Multi-line expressions can be used to define predicates, provided each additional line is more indented than the line where the predicate begins.

``````#FLOW
init  = (hasNext (newChar new same) final)
same  = (hasNext (newChar new same) final)
new   = (hasNext (newChar new same) final)
final = HALT
``````

After executing an operation the sp-program needs to know with what operation to continue. For each operation this information can be specified using a binary decision tree (BDT). The inner nodes of the tree are labeled with a predicate and the leaves with operations or `HALT`. If a predicate is true then the first child is taken, otherwise the second. If the BDT of an operation consists of only one operation (or `HALT`) then there should be no parentheses.

The BDT `(hasNext (newChar new same) final)` is read as follows. If the predicate `hasNext` is true then continue with checking the predicate `newChar`. If `newChar` is true then continue with the operation `new`, otherwise with `same`. If `hasNext` is false then continue with the operation `final`.

``````#VERBATIM
first = head --returns first element of a list
isEmpty = null --true iff list is empty
removeFirst = tail --returns list without first element
append x y = y++[x] --appends element x to end of list y
``````

The `#VERBATIM`-section can be used to include functions and constants which are added on the global level to the Haskell source code file.

## Good to know

Additional functions: `spc` has some additional functions such as computing the code coverage given an sp-program and a directory of traces or comparing traces in various ways. See spc Usage for more information.

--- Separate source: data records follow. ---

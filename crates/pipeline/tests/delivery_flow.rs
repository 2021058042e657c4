//! End-to-end delivery flow on the in-memory broker and stores: campaign
//! publish → dispatch fan-out → simulated vendor receipts → reconciled
//! campaign stats.

use chrono::Utc;
use pulse_broker::{publish_json, InMemoryBroker};
use pulse_core::config::VendorConfig;
use pulse_core::types::{
    Campaign, CampaignStatus, Customer, CustomerDraft, DeliveryMessage, DeliveryStatus, Group,
    GroupLogic, IngestionMessage, NewCampaign, Rule, RuleOperator, Segment,
    QUEUE_CAMPAIGN_DELIVERY, QUEUE_CUSTOMER_INGESTION,
};
use pulse_pipeline::{CampaignDispatcher, IngestionConsumer, ReceiptReconciler, SimulatedVendor};
use pulse_store::{
    CampaignStore, CommunicationLogStore, CustomerStore, InMemoryCampaignStore,
    InMemoryCommunicationLogStore, InMemoryCustomerStore, InMemorySegmentStore, SegmentStore,
};
use serde_json::json;
use std::sync::Arc;
use std::time::Duration;
use uuid::Uuid;

struct World {
    broker: Arc<InMemoryBroker>,
    customers: Arc<InMemoryCustomerStore>,
    segments: Arc<InMemorySegmentStore>,
    campaigns: Arc<InMemoryCampaignStore>,
    logs: Arc<InMemoryCommunicationLogStore>,
}

/// Wire every consumer the way the composition root does, with fast
/// deterministic vendor receipts.
async fn start_world() -> World {
    let broker = Arc::new(InMemoryBroker::new());
    let customers = Arc::new(InMemoryCustomerStore::new());
    let segments = Arc::new(InMemorySegmentStore::new());
    let campaigns = Arc::new(InMemoryCampaignStore::new());
    let logs = Arc::new(InMemoryCommunicationLogStore::new());

    let vendor = Arc::new(SimulatedVendor::new(
        broker.clone(),
        VendorConfig {
            success_rate: 1.0,
            receipt_delay_min_ms: 1,
            receipt_delay_max_ms: 5,
            receipt_failure_rate: 0.0,
        },
    ));

    Arc::new(IngestionConsumer::new(customers.clone()))
        .start(broker.as_ref())
        .await
        .unwrap();
    Arc::new(CampaignDispatcher::new(
        customers.clone(),
        segments.clone(),
        campaigns.clone(),
        logs.clone(),
        vendor,
    ))
    .start(broker.as_ref(), 5)
    .await
    .unwrap();
    Arc::new(ReceiptReconciler::new(campaigns.clone(), logs.clone()))
        .start(broker.as_ref(), 5)
        .await
        .unwrap();

    World {
        broker,
        customers,
        segments,
        campaigns,
        logs,
    }
}

fn draft(name: &str, total_spent: f64) -> CustomerDraft {
    CustomerDraft {
        name: name.into(),
        email: format!("{}@example.com", name.to_lowercase()),
        phone: None,
        total_spent,
        visit_count: 0,
        last_visit: None,
        tags: Vec::new(),
        custom_fields: Default::default(),
    }
}

fn spenders_segment() -> Segment {
    let now = Utc::now();
    Segment {
        id: Uuid::new_v4(),
        name: "spenders".into(),
        description: None,
        rules: vec![Rule {
            field: "totalSpent".into(),
            operator: RuleOperator::GreaterThan,
            value: json!("100"),
            group_id: "g1".into(),
        }],
        groups: vec![Group {
            id: "g1".into(),
            logic: GroupLogic::And,
        }],
        rule_logic: GroupLogic::And,
        customer_count: 0,
        created_by: Uuid::new_v4(),
        last_evaluated: None,
        tags: Vec::new(),
        created_at: now,
        updated_at: now,
    }
}

fn promo_campaign(segment_id: Uuid) -> Campaign {
    let now = Utc::now();
    Campaign {
        id: Uuid::new_v4(),
        name: "promo".into(),
        description: None,
        segment_id,
        message: "Hi {name}, here's 10% off on your next order!".into(),
        status: CampaignStatus::Draft,
        schedule_time: None,
        stats: Default::default(),
        created_by: Uuid::new_v4(),
        tags: Vec::new(),
        created_at: now,
        updated_at: now,
    }
}

/// Poll until `check` passes or the deadline expires.
async fn eventually<F, Fut>(mut check: F, deadline: Duration, what: &str)
where
    F: FnMut() -> Fut,
    Fut: std::future::Future<Output = bool>,
{
    let started = std::time::Instant::now();
    while started.elapsed() < deadline {
        if check().await {
            return;
        }
        tokio::time::sleep(Duration::from_millis(20)).await;
    }
    panic!("timed out waiting for {what}");
}

#[tokio::test(flavor = "multi_thread")]
async fn campaign_fans_out_and_reconciles_receipts() {
    let world = start_world().await;

    // Seed customers through the ingestion queue, as production does.
    publish_json(
        world.broker.as_ref(),
        QUEUE_CUSTOMER_INGESTION,
        &IngestionMessage::BulkCreate(vec![
            draft("Ada", 150.0),
            draft("Bob", 300.0),
            draft("Cyd", 120.0),
            draft("Dee", 10.0),
        ]),
    )
    .await
    .unwrap();

    let customers = world.customers.clone();
    eventually(
        move || {
            let customers = customers.clone();
            async move { customers.count().await.unwrap() == 4 }
        },
        Duration::from_secs(2),
        "ingestion to settle",
    )
    .await;

    let segment = world.segments.insert(spenders_segment()).await.unwrap();
    let campaign = world.campaigns.insert(promo_campaign(segment.id)).await.unwrap();

    publish_json(
        world.broker.as_ref(),
        QUEUE_CAMPAIGN_DELIVERY,
        &DeliveryMessage::NewCampaign(NewCampaign {
            campaign_id: campaign.id,
            segment_id: segment.id,
            message: campaign.message.clone(),
        }),
    )
    .await
    .unwrap();

    // Three of four customers spend over 100; every one of them must end
    // DELIVERED once the simulated receipts land.
    let campaigns = world.campaigns.clone();
    let campaign_id = campaign.id;
    eventually(
        move || {
            let campaigns = campaigns.clone();
            async move {
                let stats = campaigns.get(campaign_id).await.unwrap().unwrap().stats;
                stats.delivered == 3
            }
        },
        Duration::from_secs(5),
        "receipts to reconcile",
    )
    .await;

    let stored = world.campaigns.get(campaign.id).await.unwrap().unwrap();
    assert_eq!(stored.stats.total_audience, 3);
    assert_eq!(stored.stats.sent, 3);
    assert_eq!(stored.stats.delivered, 3);
    assert_eq!(stored.stats.failed, 0);
    assert_eq!(stored.status, CampaignStatus::Running);

    let logs = world.logs.find_by_campaign(campaign.id).await.unwrap();
    assert_eq!(logs.len(), 3);
    assert!(logs.iter().all(|l| l.status == DeliveryStatus::Delivered));
    assert!(logs.iter().all(|l| l.delivery_receipt.is_some()));
    assert!(logs
        .iter()
        .any(|l| l.message.starts_with("Hi Ada, here's 10% off")));

    // Per-customer uniqueness of the (campaign, customer) log.
    let all: Vec<Customer> = world.customers.all().await.unwrap();
    for c in all.iter().filter(|c| c.total_spent > 100.0) {
        assert!(world
            .logs
            .find_by_pair(campaign.id, c.id)
            .await
            .unwrap()
            .is_some());
    }
}

#[tokio::test(flavor = "multi_thread")]
async fn failed_receipts_roll_into_campaign_failures() {
    let broker = Arc::new(InMemoryBroker::new());
    let customers = Arc::new(InMemoryCustomerStore::new());
    let segments = Arc::new(InMemorySegmentStore::new());
    let campaigns = Arc::new(InMemoryCampaignStore::new());
    let logs = Arc::new(InMemoryCommunicationLogStore::new());

    // Every send is accepted, every receipt reports failure.
    let vendor = Arc::new(SimulatedVendor::new(
        broker.clone(),
        VendorConfig {
            success_rate: 1.0,
            receipt_delay_min_ms: 1,
            receipt_delay_max_ms: 5,
            receipt_failure_rate: 1.0,
        },
    ));

    let dispatcher = Arc::new(CampaignDispatcher::new(
        customers.clone(),
        segments.clone(),
        campaigns.clone(),
        logs.clone(),
        vendor,
    ));
    dispatcher.clone().start(broker.as_ref(), 5).await.unwrap();
    Arc::new(ReceiptReconciler::new(campaigns.clone(), logs.clone()))
        .start(broker.as_ref(), 5)
        .await
        .unwrap();

    customers
        .insert(Customer::from_draft(draft("Ada", 150.0)))
        .await
        .unwrap();
    let segment = segments.insert(spenders_segment()).await.unwrap();
    let campaign = campaigns.insert(promo_campaign(segment.id)).await.unwrap();

    publish_json(
        broker.as_ref(),
        QUEUE_CAMPAIGN_DELIVERY,
        &DeliveryMessage::NewCampaign(NewCampaign {
            campaign_id: campaign.id,
            segment_id: segment.id,
            message: campaign.message.clone(),
        }),
    )
    .await
    .unwrap();

    let campaigns_poll = campaigns.clone();
    let campaign_id = campaign.id;
    eventually(
        move || {
            let campaigns = campaigns_poll.clone();
            async move {
                let stats = campaigns.get(campaign_id).await.unwrap().unwrap().stats;
                stats.failed == 1
            }
        },
        Duration::from_secs(5),
        "failed receipt to reconcile",
    )
    .await;

    let logs = logs.find_by_campaign(campaign.id).await.unwrap();
    assert_eq!(logs.len(), 1);
    assert_eq!(logs[0].status, DeliveryStatus::Failed);
}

Tracing self-defined data types: In order for Shrimp to be able to generate traces for self-defined data types they must be a member of the type class `Show`. Alternatively, you can also hide variables from traces by prefixing them with `?`, e.g. `?result :: [(Char,Int)]`.

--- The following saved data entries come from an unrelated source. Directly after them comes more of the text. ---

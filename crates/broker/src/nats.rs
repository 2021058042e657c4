//! NATS JetStream broker — durable work queues with explicit acknowledgment.
//! Messages survive a broker restart until acked.

use crate::{dlq_name, BoxFuture, ConsumePolicy, Handler, MessageBroker};
use async_nats::jetstream::consumer::pull;
use async_nats::jetstream::consumer::AckPolicy;
use async_nats::jetstream::stream::{Config as StreamConfig, RetentionPolicy, StorageType};
use async_nats::jetstream::AckKind;
use pulse_core::config::NatsConfig;
use pulse_core::{PulseError, PulseResult};
use std::time::Duration;
use tokio_stream::StreamExt;
use tracing::{error, info, warn};

pub struct JetStreamBroker {
    jetstream: async_nats::jetstream::Context,
    stream_prefix: String,
}

impl JetStreamBroker {
    /// Connect to the configured NATS servers and bind a JetStream context.
    pub async fn connect(config: &NatsConfig) -> PulseResult<Self> {
        let client = async_nats::ConnectOptions::new()
            .max_reconnects(Some(config.max_reconnects))
            .connect(config.urls.join(","))
            .await
            .map_err(|e| PulseError::Broker(e.to_string()))?;

        info!(urls = ?config.urls, "Connected to NATS");

        Ok(Self {
            jetstream: async_nats::jetstream::new(client),
            stream_prefix: config.stream_prefix.clone(),
        })
    }

    /// Stream names may not contain subject separators.
    fn stream_name(&self, queue: &str) -> String {
        format!("{}-{}", self.stream_prefix, queue.replace('.', "-"))
    }

    async fn ensure_stream(
        &self,
        queue: &str,
    ) -> PulseResult<async_nats::jetstream::stream::Stream> {
        self.jetstream
            .get_or_create_stream(StreamConfig {
                name: self.stream_name(queue),
                subjects: vec![queue.to_string()],
                retention: RetentionPolicy::WorkQueue,
                storage: StorageType::File,
                ..Default::default()
            })
            .await
            .map_err(|e| PulseError::Broker(format!("stream for '{queue}': {e}")))
    }

    async fn publish_inner(&self, queue: &str, payload: Vec<u8>) -> PulseResult<()> {
        self.ensure_stream(queue).await?;
        let ack = self
            .jetstream
            .publish(queue.to_string(), payload.into())
            .await
            .map_err(|e| PulseError::Broker(format!("publish to '{queue}': {e}")))?;
        ack.await
            .map_err(|e| PulseError::Broker(format!("publish ack from '{queue}': {e}")))?;
        metrics::counter!("broker.published", "queue" => queue.to_string()).increment(1);
        Ok(())
    }
}

impl MessageBroker for JetStreamBroker {
    fn publish<'a>(&'a self, queue: &'a str, payload: Vec<u8>) -> BoxFuture<'a, PulseResult<()>> {
        Box::pin(self.publish_inner(queue, payload))
    }

    // TODO: switch to a JetStream delay stream (subject-per-deadline with
    // redelivery backoff) so scheduled receipts survive a process restart.
    fn publish_after<'a>(
        &'a self,
        queue: &'a str,
        payload: Vec<u8>,
        delay: Duration,
    ) -> BoxFuture<'a, PulseResult<()>> {
        Box::pin(async move {
            self.ensure_stream(queue).await?;
            let jetstream = self.jetstream.clone();
            let queue = queue.to_string();
            tokio::spawn(async move {
                tokio::time::sleep(delay).await;
                match jetstream.publish(queue.clone(), payload.into()).await {
                    Ok(ack) => {
                        if let Err(e) = ack.await {
                            error!(queue = %queue, error = %e, "Delayed publish not acked");
                        } else {
                            metrics::counter!("broker.published", "queue" => queue.clone())
                                .increment(1);
                        }
                    }
                    Err(e) => error!(queue = %queue, error = %e, "Delayed publish failed"),
                }
            });
            Ok(())
        })
    }

    fn consume<'a>(
        &'a self,
        queue: &'a str,
        policy: ConsumePolicy,
        handler: Handler,
    ) -> BoxFuture<'a, PulseResult<()>> {
        Box::pin(async move {
            let stream = self.ensure_stream(queue).await?;
            if let ConsumePolicy::Requeue { .. } = policy {
                // Dead-lettered payloads need a stream bound up front.
                self.ensure_stream(&dlq_name(queue)).await?;
            }

            let max_deliver = match policy {
                ConsumePolicy::Drop => 1,
                ConsumePolicy::Requeue { max_attempts } => max_attempts as i64,
            };
            let consumer_name = format!("{}-worker", queue.replace('.', "-"));
            let consumer = stream
                .get_or_create_consumer(
                    &consumer_name,
                    pull::Config {
                        durable_name: Some(consumer_name.clone()),
                        ack_policy: AckPolicy::Explicit,
                        max_deliver,
                        ..Default::default()
                    },
                )
                .await
                .map_err(|e| PulseError::Broker(format!("consumer for '{queue}': {e}")))?;

            let mut messages = consumer
                .messages()
                .await
                .map_err(|e| PulseError::Broker(format!("subscribe to '{queue}': {e}")))?;

            let jetstream = self.jetstream.clone();
            let queue = queue.to_string();

            info!(queue = %queue, ?policy, "Consumer started");

            tokio::spawn(async move {
                while let Some(next) = messages.next().await {
                    let msg = match next {
                        Ok(msg) => msg,
                        Err(e) => {
                            warn!(queue = %queue, error = %e, "Failed to pull message");
                            continue;
                        }
                    };

                    match handler(msg.payload.to_vec()).await {
                        Ok(()) => {
                            metrics::counter!("broker.acked", "queue" => queue.clone())
                                .increment(1);
                            if let Err(e) = msg.ack().await {
                                warn!(queue = %queue, error = %e, "Ack failed");
                            }
                        }
                        Err(e) => {
                            let delivered =
                                msg.info().map(|info| info.delivered).unwrap_or(i64::MAX);
                            match policy {
                                ConsumePolicy::Drop => {
                                    warn!(
                                        queue = %queue,
                                        error = %e,
                                        "Handler failed, dropping message"
                                    );
                                    metrics::counter!("broker.dropped", "queue" => queue.clone())
                                        .increment(1);
                                    let _ = msg.ack().await;
                                }
                                ConsumePolicy::Requeue { max_attempts } => {
                                    if delivered >= max_attempts as i64 {
                                        error!(
                                            queue = %queue,
                                            attempts = delivered,
                                            error = %e,
                                            "Delivery attempts exhausted, dead-lettering"
                                        );
                                        metrics::counter!(
                                            "broker.dead_lettered",
                                            "queue" => queue.clone()
                                        )
                                        .increment(1);
                                        let _ = jetstream
                                            .publish(dlq_name(&queue), msg.payload.clone())
                                            .await;
                                        let _ = msg.ack().await;
                                    } else {
                                        warn!(
                                            queue = %queue,
                                            attempt = delivered,
                                            error = %e,
                                            "Handler failed, requeueing"
                                        );
                                        metrics::counter!(
                                            "broker.requeued",
                                            "queue" => queue.clone()
                                        )
                                        .increment(1);
                                        let _ = msg.ack_with(AckKind::Nak(None)).await;
                                    }
                                }
                            }
                        }
                    }
                }
                warn!(queue = %queue, "Consumer stream ended");
            });

            Ok(())
        })
    }
}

Local variables: It is possible to use variables which have not been declared in the `#VARIABLES`-section; they are called local variables or helper variables. Simply choose a variable name not used by a program variable in an assignment on the left-hand side. Such variable is only visible within the operation where it is defined.

``````#OPERATIONS
opExample:
a' = c * c
b' = c + c
c = 123 --local variable
``````

Phantom operations: Reconsider the `#FLOW`-section from the previous example.

``````#FLOW
init  = (hasNext (newChar new same) final)
same  = (hasNext (newChar new same) final)
new   = (hasNext (newChar new same) final)
final = HALT
``````

Notice how all operations but `final` have the same BDT. You can use a phantom operation to refactor this:

``````#FLOW
init  = nop
same  = nop
new   = nop
.nop  = (hasNext (newChar new same) final)
final = HALT
``````

The `.` in front of `nop` means that it does not modify the contents of the variables and thus does not need to occur in the `#OPERATIONS`-section. This can also be used if there is a sub-BDT that occurs repeatedly. The only difference in the traces are the additional rows with `nop` as operation. If you don't want to see phantom operations in the traces, use the option `MERGE_PHANTOM_OPERATIONS` (see below).

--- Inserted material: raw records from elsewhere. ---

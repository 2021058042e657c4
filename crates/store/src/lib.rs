//! Record-store seam. The pipeline and API talk to these traits; an
//! off-the-shelf document store is the assumed system of record, and the
//! in-memory implementations in [`memory`] back tests and single-node dev.
//!
//! Contract for shared mutable state (campaign stats, delivery logs): every
//! mutation is a targeted operation keyed by document identity — a stats
//! delta or a closure applied under the entry lock — never a full-document
//! read-modify-write round trip.

pub mod memory;

use pulse_core::types::{
    Campaign, CampaignStatus, CommunicationLog, Customer, Segment, StatsDelta,
};
use pulse_core::PulseResult;
use serde::Serialize;
use std::future::Future;
use std::pin::Pin;
use uuid::Uuid;

pub use memory::{
    InMemoryCampaignStore, InMemoryCommunicationLogStore, InMemoryCustomerStore,
    InMemorySegmentStore,
};

pub type BoxFuture<'a, T> = Pin<Box<dyn Future<Output = T> + Send + 'a>>;

/// One page of a listing, newest records first.
#[derive(Debug, Clone, Serialize)]
pub struct Page<T> {
    pub data: Vec<T>,
    pub page: usize,
    pub limit: usize,
    pub total: u64,
    pub pages: u64,
}

pub trait CustomerStore: Send + Sync {
    /// Insert a customer; fails on a duplicate email.
    fn insert<'a>(&'a self, customer: Customer) -> BoxFuture<'a, PulseResult<Customer>>;
    fn get<'a>(&'a self, id: Uuid) -> BoxFuture<'a, PulseResult<Option<Customer>>>;
    /// The entire customer base; the segment evaluator's full-scan input.
    fn all<'a>(&'a self) -> BoxFuture<'a, PulseResult<Vec<Customer>>>;
    fn list<'a>(&'a self, page: usize, limit: usize) -> BoxFuture<'a, PulseResult<Page<Customer>>>;
    fn count<'a>(&'a self) -> BoxFuture<'a, PulseResult<u64>>;
}

pub trait SegmentStore: Send + Sync {
    fn insert<'a>(&'a self, segment: Segment) -> BoxFuture<'a, PulseResult<Segment>>;
    fn get<'a>(&'a self, id: Uuid) -> BoxFuture<'a, PulseResult<Option<Segment>>>;
    fn update<'a>(&'a self, segment: Segment) -> BoxFuture<'a, PulseResult<Segment>>;
    fn list<'a>(&'a self, page: usize, limit: usize) -> BoxFuture<'a, PulseResult<Page<Segment>>>;
}

pub trait CampaignStore: Send + Sync {
    fn insert<'a>(&'a self, campaign: Campaign) -> BoxFuture<'a, PulseResult<Campaign>>;
    fn get<'a>(&'a self, id: Uuid) -> BoxFuture<'a, PulseResult<Option<Campaign>>>;
    fn list<'a>(&'a self, page: usize, limit: usize) -> BoxFuture<'a, PulseResult<Page<Campaign>>>;
    fn set_status<'a>(
        &'a self,
        id: Uuid,
        status: CampaignStatus,
    ) -> BoxFuture<'a, PulseResult<()>>;
    /// Persisted durably before dispatch fan-out begins.
    fn set_total_audience<'a>(&'a self, id: Uuid, n: u64) -> BoxFuture<'a, PulseResult<()>>;
    /// Atomic counter increment keyed by campaign id; concurrent reconcilers
    /// must never lose updates.
    fn apply_stats_delta<'a>(
        &'a self,
        id: Uuid,
        delta: StatsDelta,
    ) -> BoxFuture<'a, PulseResult<()>>;
}

/// Mutation applied to a delivery log under its entry lock.
pub type LogMutation = Box<dyn FnOnce(&mut CommunicationLog) + Send>;

pub trait CommunicationLogStore: Send + Sync {
    fn insert<'a>(&'a self, log: CommunicationLog) -> BoxFuture<'a, PulseResult<CommunicationLog>>;
    fn get<'a>(&'a self, id: Uuid) -> BoxFuture<'a, PulseResult<Option<CommunicationLog>>>;
    /// All logs for a campaign, newest first.
    fn find_by_campaign<'a>(
        &'a self,
        campaign_id: Uuid,
    ) -> BoxFuture<'a, PulseResult<Vec<CommunicationLog>>>;
    /// The unique log for one (campaign, customer) pair.
    fn find_by_pair<'a>(
        &'a self,
        campaign_id: Uuid,
        customer_id: Uuid,
    ) -> BoxFuture<'a, PulseResult<Option<CommunicationLog>>>;
    /// Lookup by the vendor's message id, set once the vendor accepts a send.
    fn find_by_vendor_message_id<'a>(
        &'a self,
        message_id: &'a str,
    ) -> BoxFuture<'a, PulseResult<Option<CommunicationLog>>>;
    /// Apply `mutation` atomically; returns the updated log, or `None` when
    /// the id is unknown.
    fn update<'a>(
        &'a self,
        id: Uuid,
        mutation: LogMutation,
    ) -> BoxFuture<'a, PulseResult<Option<CommunicationLog>>>;
}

Options: There exists an `#OPTIONS`-section which can be used to modify certain aspects of how an sp-program is translated or executed. For example, an sp-program can be translated in different modes (`Production`, `Interpreted` and `Empty`). The default mode is `Interpreted` which was used in the previous example. It causes traces to be written as files during execution. If you are certain your program works as intended and you want maximum speed use the `Production` mode instead. You can do so by adding the following section right after the `#NAME`-section.

``````#OPTIONS
TRANSLATION Production
``````

Another useful option is `MAX_STEPS 42` which limits the number of execution steps to 42 (or any other number you like). This only works when using the `Interpreted` translation mode. A typical use-case for this option would be when a program's execution does not seem to terminate and you want a trace to see what is going on. For all possible options see the `#OPTIONS`-section in Syntax & Semantics.